I haven't seen anything quite that cynical in the news columns or on the air, but there are many signs of the trade's rising anxiety about whether it's given in to its own worst tendencies. "How much is too much?" asked the Associated Press in a TV-industry story a few weeks ago. "Network executives are asking that, torn between the need to mark the searing event and a concern that viewers will resent them for overkill." The phrase "saturation coverage" has been uttered more than once on the hack chat shows in recent weeks. Poynter.org, a popular Web site for journalists, has been conducting an online survey on the state of the news media since 9/11, and one of the questions is, "Do you feel audiences are saturated with September 11 material?" As of this week, several hundred newsies had responded, a majority leaning toward yes.
The British press, which leaps on any opportunity to feel superior, has been having a field day at our expense, in some cases taunting us for caving to jingoism. "For America's print and broadcast media, the next 10 days will be far from ordinary," reported The Independent newspaper of London. "Whether out of a sense of civic responsibility or a simple rivalry, editors and controllers will swamp the land with coverage marking the terror strikes of a year ago.

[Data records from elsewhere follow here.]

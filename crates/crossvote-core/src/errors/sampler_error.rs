//! Sampler errors.

use super::error_code::{self, CrossvoteErrorCode};

/// Errors raised by the posterior sampler.
#[derive(Debug, thiserror::Error)]
pub enum SamplerError {
    #[error(
        "Divergence rate {rate:.4} exceeds limit {limit:.4} \
         ({divergent} of {total} draws, {precincts} precincts, {rows}x{columns} categories)"
    )]
    Divergence {
        divergent: usize,
        total: usize,
        rate: f64,
        limit: f64,
        precincts: usize,
        rows: usize,
        columns: usize,
    },

    #[error("Invalid sampler settings: {0}")]
    InvalidSettings(String),

    #[error("Failed to build sampler thread pool: {0}")]
    ThreadPool(String),
}

impl CrossvoteErrorCode for SamplerError {
    fn error_code(&self) -> &'static str {
        match self {
            Self::Divergence { .. } => error_code::SAMPLER_DIVERGENCE,
            Self::InvalidSettings(_) | Self::ThreadPool(_) => error_code::SAMPLER_ERROR,
        }
    }
}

Or is the motivation different? Will every network, newspaper, and weekly magazine bulk up with commemorative pieces because no one has the courage not to? The remembrance of 11 September, the date of the catastrophe, is an exercise in flag-waving. Play this down and the cry will go out that you are failing in your patriotic duty." An American academic was duly quoted on the horror of it all.
Skepticism isn't just a personality quirk of journalists; it's a core value, the wellspring of all our best work. But there's smart skepticism and dumb skepticism, and as we near the fateful date, let's try to keep them straight. In one sense, we media people have an unusually clear understanding of the coverage—it's our stuff, after all—and are uniquely qualified to condemn it. We know all too well the motivations, including competitive and monetary ones, that lie just beneath the surface of everything we do. Let's face it, for us, 9/11 is more than a historic event. It's one of those rare, world-changing stories that can make a career—a potential source of rich prizes, book and movie contracts, and all the other goodies that add up to media fame and fortune. In short, it's a professional opportunity. This crass reality is no secret, but we're more aware of it than most people, because we live with it every day. And it colors how we view our own work. When hundreds of people are crawling over each other to sell their 9/11 product, as they are now, a little jaundice is healthy.

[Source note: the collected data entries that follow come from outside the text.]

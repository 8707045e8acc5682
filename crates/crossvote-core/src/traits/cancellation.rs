//! Cooperative cancellation token.

use std::sync::atomic::{AtomicBool, Ordering};
use std::sync::Arc;
use std::time::{Duration, Instant};

/// Cooperative cancellation.
///
/// Sampler chains poll this at every draw boundary and stop there.
pub trait Cancellable {
    /// Check if cancellation has been requested.
    fn is_cancelled(&self) -> bool;

    /// Request cancellation.
    fn cancel(&self);
}

/// Default implementation of a cancellation token, optionally carrying a
/// wall-clock deadline after which it reports cancelled on its own.
///
/// Clones share the flag, so cancelling any clone stops every holder.
#[derive(Debug, Clone)]
pub struct CancellationToken {
    cancelled: Arc<AtomicBool>,
    deadline: Option<Instant>,
}

impl CancellationToken {
    /// Create a new cancellation token (not cancelled, no deadline).
    pub fn new() -> Self {
        Self {
            cancelled: Arc::new(AtomicBool::new(false)),
            deadline: None,
        }
    }

    /// Create a token that cancels itself once `budget` has elapsed.
    pub fn with_time_budget(budget: Duration) -> Self {
        Self {
            cancelled: Arc::new(AtomicBool::new(false)),
            deadline: Instant::now().checked_add(budget),
        }
    }

    /// Returns a clone sharing this token's flag with an added deadline.
    /// An earlier existing deadline wins.
    pub fn child_with_budget(&self, budget: Duration) -> Self {
        let candidate = Instant::now().checked_add(budget);
        let deadline = match (self.deadline, candidate) {
            (Some(a), Some(b)) => Some(a.min(b)),
            (a, b) => a.or(b),
        };
        Self {
            cancelled: Arc::clone(&self.cancelled),
            deadline,
        }
    }

    /// The deadline, if one was set.
    pub fn deadline(&self) -> Option<Instant> {
        self.deadline
    }
}

impl Default for CancellationToken {
    fn default() -> Self {
        Self::new()
    }
}

impl Cancellable for CancellationToken {
    fn is_cancelled(&self) -> bool {
        if self.cancelled.load(Ordering::Relaxed) {
            return true;
        }
        match self.deadline {
            Some(deadline) if Instant::now() >= deadline => {
                self.cancelled.store(true, Ordering::Relaxed);
                true
            }
            _ => false,
        }
    }

    fn cancel(&self) {
        self.cancelled.store(true, Ordering::Relaxed);
    }
}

But just a little. The problem with much of the 9/11 queasiness is that it's based on a false model. I refer to the O.J.-JonBenet-Princess Diana Theorem, which says that the greater the mass appeal of a story, the more likely it is that journalists will cover it to excess. A corollary holds that all such stories inevitably become larger than they deserved to be.
This model holds up pretty well when you're talking O.J. and JonBenet, but 9/11 is an entirely different kind of story. Some news events are so enormous, so rich in authentic human significance, that it's actually not possible to exhaust them. They include all the great wars and revolutions, some natural disasters, and a handful of other events in which good and evil seem to be vying in various guises, with the fate of huge numbers of people, even entire civilizations, hanging on the outcome. Why, after all these years, do people still snap up books and watch movies about the Civil War and the Holocaust? A first-class story always remains a first-class story, no matter how many times you come back to it.
Of course, a great story doesn't guarantee great treatment. But for every bit of 9/11 nonsense, for every instance of mawkish, over-the-top exploitation, there's a countervailing case. I say bring it all on, and let the good stuff, of which there's plenty, prevail. It always does. Just a year ago, everyone seemed to believe-to know-that the whole media business was sliding into some dark pit of entertainment-obsessed frivolity, a new and virulent kind of nihilism. One night this week, I spent an hour poring over the new 9/11 articles and pictures in Vanity Fair and Vogue. Need I say more?